Instructions to follow
Return each line of the entries that holds the string "generateContent".

Extracted information
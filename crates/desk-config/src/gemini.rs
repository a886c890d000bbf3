//! Gemini text-generation configuration.

use serde::{Deserialize, Serialize};

pub const DEFAULT_MODEL: &str = "gemini-2.5-flash";
pub const DEFAULT_BASE_URL: &str = "https://generativelanguage.googleapis.com/v1beta";

fn default_model() -> String {
    DEFAULT_MODEL.to_string()
}

fn default_base_url() -> String {
    DEFAULT_BASE_URL.to_string()
}

/// Default request timeout in seconds.
const fn default_timeout_secs() -> u64 {
    60
}

#[derive(Debug, Clone, Deserialize, Serialize)]
pub struct GeminiConfig {
    /// API key from Google AI Studio. Empty means AI features answer with a
    /// fallback message.
    #[serde(default)]
    pub api_key: String,

    /// Model name used in the `models/{model}:generateContent` path.
    #[serde(default = "default_model")]
    pub model: String,

    /// API root, without a trailing slash.
    #[serde(default = "default_base_url")]
    pub base_url: String,

    /// Whole-request timeout, in seconds.
    #[serde(default = "default_timeout_secs")]
    pub timeout_secs: u64,
}

impl Default for GeminiConfig {
    fn default() -> Self {
        Self {
            api_key: String::new(),
            model: default_model(),
            base_url: default_base_url(),
            timeout_secs: default_timeout_secs(),
        }
    }
}

impl GeminiConfig {
    /// Check if a credential is present.
    pub fn is_configured(&self) -> bool {
        !self.api_key.trim().is_empty()
    }

    /// Full `generateContent` endpoint for the configured model.
    pub fn endpoint(&self) -> String {
        format!(
            "{}/models/{}:generateContent",
            self.base_url.trim_end_matches('/'),
            self.model
        )
    }
}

Solution
    /// Model name used in the `models/{model}:generateContent` path.
    /// Full `generateContent` endpoint for the configured model.
            "{}/models/{}:generateContent",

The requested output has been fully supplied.